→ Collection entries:
■ ■ ■ ■ ■ ■ ■

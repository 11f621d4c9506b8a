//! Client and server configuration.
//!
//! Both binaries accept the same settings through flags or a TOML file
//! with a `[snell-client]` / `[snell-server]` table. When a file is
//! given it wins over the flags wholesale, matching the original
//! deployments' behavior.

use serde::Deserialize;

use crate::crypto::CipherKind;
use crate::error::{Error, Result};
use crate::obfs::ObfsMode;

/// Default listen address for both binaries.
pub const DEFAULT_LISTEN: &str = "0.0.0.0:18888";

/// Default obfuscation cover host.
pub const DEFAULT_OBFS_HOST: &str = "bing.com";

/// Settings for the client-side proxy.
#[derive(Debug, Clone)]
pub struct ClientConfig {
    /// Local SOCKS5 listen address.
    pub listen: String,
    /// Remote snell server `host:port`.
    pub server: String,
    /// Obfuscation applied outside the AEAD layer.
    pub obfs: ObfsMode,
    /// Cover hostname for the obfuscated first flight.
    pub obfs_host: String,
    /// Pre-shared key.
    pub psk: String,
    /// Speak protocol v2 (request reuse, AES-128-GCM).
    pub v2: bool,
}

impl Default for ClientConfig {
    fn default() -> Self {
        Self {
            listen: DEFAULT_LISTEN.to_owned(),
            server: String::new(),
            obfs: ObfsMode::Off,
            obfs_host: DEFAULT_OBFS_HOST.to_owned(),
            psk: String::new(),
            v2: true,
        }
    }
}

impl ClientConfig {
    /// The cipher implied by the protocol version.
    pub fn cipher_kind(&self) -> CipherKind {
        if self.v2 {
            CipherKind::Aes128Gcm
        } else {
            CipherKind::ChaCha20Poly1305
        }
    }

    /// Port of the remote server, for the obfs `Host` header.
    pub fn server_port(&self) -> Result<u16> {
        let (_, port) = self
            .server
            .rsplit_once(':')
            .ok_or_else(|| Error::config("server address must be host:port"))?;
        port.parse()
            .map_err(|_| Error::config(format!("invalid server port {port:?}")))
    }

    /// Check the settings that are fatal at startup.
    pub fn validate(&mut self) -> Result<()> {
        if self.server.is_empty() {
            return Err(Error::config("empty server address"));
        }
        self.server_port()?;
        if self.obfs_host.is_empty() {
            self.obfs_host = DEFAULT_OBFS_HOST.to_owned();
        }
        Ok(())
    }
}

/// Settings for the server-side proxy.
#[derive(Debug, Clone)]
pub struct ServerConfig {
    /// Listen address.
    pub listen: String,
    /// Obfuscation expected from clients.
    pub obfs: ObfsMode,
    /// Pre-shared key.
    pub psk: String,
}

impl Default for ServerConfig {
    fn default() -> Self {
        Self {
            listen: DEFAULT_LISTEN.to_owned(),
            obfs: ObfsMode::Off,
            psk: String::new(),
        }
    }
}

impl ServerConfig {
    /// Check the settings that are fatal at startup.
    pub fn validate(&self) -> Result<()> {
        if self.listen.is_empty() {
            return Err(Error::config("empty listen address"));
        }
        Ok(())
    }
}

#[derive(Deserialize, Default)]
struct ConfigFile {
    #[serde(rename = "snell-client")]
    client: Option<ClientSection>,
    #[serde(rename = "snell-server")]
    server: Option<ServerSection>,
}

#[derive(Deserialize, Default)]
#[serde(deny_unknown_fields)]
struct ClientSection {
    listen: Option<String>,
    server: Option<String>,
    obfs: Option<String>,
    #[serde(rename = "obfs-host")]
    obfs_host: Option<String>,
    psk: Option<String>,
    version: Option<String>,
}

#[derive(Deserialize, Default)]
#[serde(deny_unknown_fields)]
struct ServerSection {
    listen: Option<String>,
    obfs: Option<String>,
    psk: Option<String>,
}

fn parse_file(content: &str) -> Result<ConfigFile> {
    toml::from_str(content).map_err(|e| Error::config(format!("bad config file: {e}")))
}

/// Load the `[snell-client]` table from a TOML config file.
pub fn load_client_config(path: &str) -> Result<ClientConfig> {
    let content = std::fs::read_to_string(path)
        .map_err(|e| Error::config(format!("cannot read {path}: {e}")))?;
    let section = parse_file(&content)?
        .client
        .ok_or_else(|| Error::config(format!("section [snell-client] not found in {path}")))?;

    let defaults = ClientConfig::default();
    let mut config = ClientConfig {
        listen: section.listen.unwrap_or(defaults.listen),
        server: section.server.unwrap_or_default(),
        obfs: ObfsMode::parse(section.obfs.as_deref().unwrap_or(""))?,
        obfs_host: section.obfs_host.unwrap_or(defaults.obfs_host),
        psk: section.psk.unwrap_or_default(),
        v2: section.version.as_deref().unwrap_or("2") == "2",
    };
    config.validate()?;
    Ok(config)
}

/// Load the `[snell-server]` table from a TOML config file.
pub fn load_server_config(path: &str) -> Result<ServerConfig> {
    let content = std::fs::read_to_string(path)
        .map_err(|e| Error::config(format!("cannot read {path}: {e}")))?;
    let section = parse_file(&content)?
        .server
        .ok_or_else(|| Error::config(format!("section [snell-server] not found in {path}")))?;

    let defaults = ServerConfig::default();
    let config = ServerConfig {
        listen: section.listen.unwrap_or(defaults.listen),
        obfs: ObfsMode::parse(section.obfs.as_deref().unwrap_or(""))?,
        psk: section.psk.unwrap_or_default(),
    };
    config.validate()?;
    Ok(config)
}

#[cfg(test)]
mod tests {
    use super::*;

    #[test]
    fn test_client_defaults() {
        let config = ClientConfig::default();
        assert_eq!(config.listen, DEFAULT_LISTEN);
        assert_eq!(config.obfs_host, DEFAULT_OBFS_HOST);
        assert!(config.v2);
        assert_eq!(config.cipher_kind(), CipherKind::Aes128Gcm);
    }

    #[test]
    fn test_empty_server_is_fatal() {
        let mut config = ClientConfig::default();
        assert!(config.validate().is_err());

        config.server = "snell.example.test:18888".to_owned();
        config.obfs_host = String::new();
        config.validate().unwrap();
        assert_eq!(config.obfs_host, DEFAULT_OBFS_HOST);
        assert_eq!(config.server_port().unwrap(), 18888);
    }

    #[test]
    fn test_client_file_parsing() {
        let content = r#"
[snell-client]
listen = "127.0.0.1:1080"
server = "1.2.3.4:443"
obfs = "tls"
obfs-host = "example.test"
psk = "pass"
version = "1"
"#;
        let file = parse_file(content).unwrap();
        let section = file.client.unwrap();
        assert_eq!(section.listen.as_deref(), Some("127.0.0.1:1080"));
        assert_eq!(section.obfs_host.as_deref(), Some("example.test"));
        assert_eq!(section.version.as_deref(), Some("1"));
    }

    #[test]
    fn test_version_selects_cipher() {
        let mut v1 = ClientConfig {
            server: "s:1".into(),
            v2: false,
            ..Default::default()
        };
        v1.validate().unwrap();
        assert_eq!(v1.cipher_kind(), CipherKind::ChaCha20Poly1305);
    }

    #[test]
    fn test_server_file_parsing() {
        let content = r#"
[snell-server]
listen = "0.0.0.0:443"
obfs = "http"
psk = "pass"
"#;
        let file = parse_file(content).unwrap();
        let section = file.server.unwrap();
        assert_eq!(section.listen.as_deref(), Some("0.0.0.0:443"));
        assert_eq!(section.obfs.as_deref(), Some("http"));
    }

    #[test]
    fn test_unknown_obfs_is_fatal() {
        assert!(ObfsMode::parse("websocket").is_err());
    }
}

■ ■ ■ ■ ■ ■ ■

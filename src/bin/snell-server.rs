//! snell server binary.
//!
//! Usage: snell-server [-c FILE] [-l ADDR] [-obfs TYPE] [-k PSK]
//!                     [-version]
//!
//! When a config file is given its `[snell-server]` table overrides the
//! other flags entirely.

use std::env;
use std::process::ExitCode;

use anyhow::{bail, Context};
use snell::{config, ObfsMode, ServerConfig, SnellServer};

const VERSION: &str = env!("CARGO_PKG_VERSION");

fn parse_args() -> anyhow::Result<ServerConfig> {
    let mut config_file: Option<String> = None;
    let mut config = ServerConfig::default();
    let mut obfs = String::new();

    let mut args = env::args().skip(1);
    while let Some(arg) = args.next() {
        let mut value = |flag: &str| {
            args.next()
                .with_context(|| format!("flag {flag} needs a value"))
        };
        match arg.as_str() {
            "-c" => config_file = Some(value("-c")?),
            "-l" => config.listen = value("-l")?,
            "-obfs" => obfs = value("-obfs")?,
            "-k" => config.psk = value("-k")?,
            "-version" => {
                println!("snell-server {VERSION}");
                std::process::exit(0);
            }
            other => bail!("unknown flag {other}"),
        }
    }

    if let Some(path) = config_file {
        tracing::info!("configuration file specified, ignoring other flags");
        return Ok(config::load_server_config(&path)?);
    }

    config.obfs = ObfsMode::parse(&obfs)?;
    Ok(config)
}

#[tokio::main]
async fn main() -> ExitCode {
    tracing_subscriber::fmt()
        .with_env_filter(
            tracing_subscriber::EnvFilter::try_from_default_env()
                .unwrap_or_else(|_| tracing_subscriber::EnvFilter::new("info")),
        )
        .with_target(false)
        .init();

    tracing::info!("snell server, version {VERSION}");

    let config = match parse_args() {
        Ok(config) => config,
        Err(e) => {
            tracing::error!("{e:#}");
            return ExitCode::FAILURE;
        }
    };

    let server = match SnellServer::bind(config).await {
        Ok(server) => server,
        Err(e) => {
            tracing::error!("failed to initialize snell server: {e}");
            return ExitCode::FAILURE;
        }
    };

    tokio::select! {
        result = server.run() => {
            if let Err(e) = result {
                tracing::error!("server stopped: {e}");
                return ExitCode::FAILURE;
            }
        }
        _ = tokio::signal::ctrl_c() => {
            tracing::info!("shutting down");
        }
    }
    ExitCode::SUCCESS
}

■ ■ ■ ■ ■ ■ ■

→ What the exercise asks: There is a run of lines above from the one with "let mut obfs = String::new();" to the one with "std::process::exit(0);"; print exactly that run, both ends included, and nothing else.

→ Response area:
    let mut obfs = String::new();

    let mut args = env::args().skip(1);
    while let Some(arg) = args.next() {
        let mut value = |flag: &str| {
            args.next()
                .with_context(|| format!("flag {flag} needs a value"))
        };
        match arg.as_str() {
            "-c" => config_file = Some(value("-c")?),
            "-l" => config.listen = value("-l")?,
            "-obfs" => obfs = value("-obfs")?,
            "-k" => config.psk = value("-k")?,
            "-version" => {
                println!("snell-server {VERSION}");
                std::process::exit(0);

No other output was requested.